She had smiled. When Emmeline Lestrange smiled it was absolutely as if the light of Paradise had suddenly flashed upon her face. Then she vanished with her box, and Mr Lestrange renewed reading his book.
This box of Emmeline’s, I may say, had given more trouble aboard ship than all of the rest of the passengers’ luggage put together.
It had been presented to her on her departure from Boston by a lady friend, and what it contained was a dark secret to all on board, save its owner and her uncle; she was a woman, or, the beginning of a woman, yet she kept this secret to herself—a fact which you will please note.
The trouble of the thing was that it was frequently lost. Seeing herself maybe living in a world filled with robbers, she would carry it about with her for safety, sit down behind a coil of rope[23] and fall into dreams—and then suddenly find she had lost her box.
Then she would absolutely disturb the ship. Wide-eyed and distressed, she would wander hither and thither[24], peeping into the caboose, peeping down the deck, never saying a word, searching like a ghost, but silent.
She seemed ashamed to tell of her loss, ashamed to let any one know of it; but every one knew of it directly when they saw her, and every one hunted for it.
Strangely enough it was Paddy Button who usually found it. He who was always doing the wrong thing in the eyes of men, generally did the right thing in the eyes of children. Children, in fact, when they could get at Mr Button, went for him[25] con amore[26].
Mr Lestrange after a while closed the book he was reading, looked around him and sighed.
The cabin of the Northumberland was a cheerful enough place, decorated with mirrors let into the white pine panelling. Lestrange was staring at the reflection of his own face in one of these mirrors fixed just opposite to where he sat.
His thinness was terrible, and it was just perhaps at this moment that he first recognised the fact that he must not only die, but die soon.

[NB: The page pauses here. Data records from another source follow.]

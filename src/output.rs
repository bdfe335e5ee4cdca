//! Output types returned by the generation entry points.

use crate::error::SceneError;
use serde::{Deserialize, Serialize};
use std::path::PathBuf;

/// The terminal artifact: one muxed H.264/AAC MP4.
#[derive(Debug, Clone, PartialEq, Serialize, Deserialize)]
pub struct FinalVideo {
    /// Where the file was written.
    pub path: PathBuf,
    /// Measured duration of the file, in seconds.
    pub duration_secs: f64,
}

/// What happened to one scene, for reporting and `--json` output.
///
/// Degraded scenes carry the [`SceneError`]s that triggered the
/// substitution, so a caller can tell exactly which parts of the video are
/// placeholders and why.
#[derive(Debug, Clone, Serialize, Deserialize)]
pub struct SceneReport {
    /// 0-based playback position.
    pub index: usize,
    /// Length of the narration text, in characters.
    pub narration_chars: usize,
    /// Measured clip duration before reconciliation, in seconds.
    pub clip_duration_secs: f64,
    /// Measured audio duration before reconciliation, in seconds.
    pub audio_duration_secs: f64,
    /// Final duration of this scene's segment, in seconds.
    pub resolved_duration_secs: f64,
    /// True when the clip is a blank placeholder.
    pub degraded_clip: bool,
    /// True when the audio is generated silence.
    pub degraded_audio: bool,
    /// Retries consumed by the render call.
    pub render_retries: u32,
    /// Retries consumed by the synthesis call.
    pub synth_retries: u32,
    /// The per-scene failures behind any substitution above.
    pub errors: Vec<SceneError>,
}

impl SceneReport {
    pub fn is_degraded(&self) -> bool {
        self.degraded_clip || self.degraded_audio
    }
}

/// Aggregate statistics for one run.
#[derive(Debug, Clone, Default, Serialize, Deserialize)]
pub struct GenerationStats {
    /// Number of scenes in the plan (and segments in the video).
    pub scene_count: usize,
    /// Scenes that ended up with a placeholder clip or silent audio.
    pub degraded_scenes: usize,
    /// Sum of planned per-scene targets, in seconds.
    pub planned_duration_secs: f64,
    /// Measured duration of the final file, in seconds.
    pub final_duration_secs: f64,
    /// Wall-clock spent fetching and extracting the document.
    pub fetch_duration_ms: u64,
    /// Wall-clock spent in the summarization call(s).
    pub plan_duration_ms: u64,
    /// Wall-clock spent in per-scene rendering/synthesis (fan-out).
    pub scenes_duration_ms: u64,
    /// Wall-clock spent encoding, concatenating, and muxing.
    pub assemble_duration_ms: u64,
    /// Total wall-clock for the run.
    pub total_duration_ms: u64,
}

/// Result of a successful run: the video plus per-scene detail.
#[derive(Debug, Clone, Serialize, Deserialize)]
pub struct GenerationOutput {
    /// The muxed output file.
    pub video: FinalVideo,
    /// One report per scene, in playback order.
    pub scenes: Vec<SceneReport>,
    /// Aggregate timings and counts.
    pub stats: GenerationStats,
}

impl GenerationOutput {
    /// Whether any scene was substituted with a placeholder.
    pub fn is_degraded(&self) -> bool {
        self.scenes.iter().any(|s| s.is_degraded())
    }
}

#[cfg(test)]
mod tests {
    use super::*;

    fn report(index: usize, degraded_clip: bool) -> SceneReport {
        SceneReport {
            index,
            narration_chars: 120,
            clip_duration_secs: 15.0,
            audio_duration_secs: 14.2,
            resolved_duration_secs: 15.0,
            degraded_clip,
            degraded_audio: false,
            render_retries: 0,
            synth_retries: 0,
            errors: vec![],
        }
    }

    #[test]
    fn degraded_flag_bubbles_up() {
        let output = GenerationOutput {
            video: FinalVideo {
                path: PathBuf::from("summary_video.mp4"),
                duration_secs: 60.2,
            },
            scenes: vec![report(0, false), report(1, true)],
            stats: GenerationStats::default(),
        };
        assert!(output.is_degraded());
        assert!(!output.scenes[0].is_degraded());
        assert!(output.scenes[1].is_degraded());
    }

    #[test]
    fn output_serialises_round_trip() {
        let output = GenerationOutput {
            video: FinalVideo {
                path: PathBuf::from("out.mp4"),
                duration_secs: 59.8,
            },
            scenes: vec![report(0, false)],
            stats: GenerationStats {
                scene_count: 1,
                final_duration_secs: 59.8,
                ..Default::default()
            },
        };
        let json = serde_json::to_string_pretty(&output).unwrap();
        let back: GenerationOutput = serde_json::from_str(&json).unwrap();
        assert_eq!(back.video, output.video);
        assert_eq!(back.stats.scene_count, 1);
    }
}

He turned from the mirror and sat for a while with his chin resting upon his hand, and his eyes fixed on an ink spot[27]upon the table-cloth; then he arose, and crossing the cabin climbed up to the deck.
As he leaned against the rail to recover his breath, the beauty of the Southern night struck him to the heart with a pain. He took his seat on a deck chair and gazed up at the Milky Way, that great triumphal arch built of suns that the dawn would sweep away like a dream.
Then he became aware of a figure promenading the deck. It was the “Old Man.”
A sea captain is always the “old man,” be his age what it may[28]. Captain Le Farges’ age might have been forty-five. He was a sailor of French origin, but a naturalised American.
“I don’t know where the wind’s gone,” said the captain as he drew near the man in the deck chair. “I guess it’s blown a hole in the sky, and escaped somewhere to the back of beyond[29].”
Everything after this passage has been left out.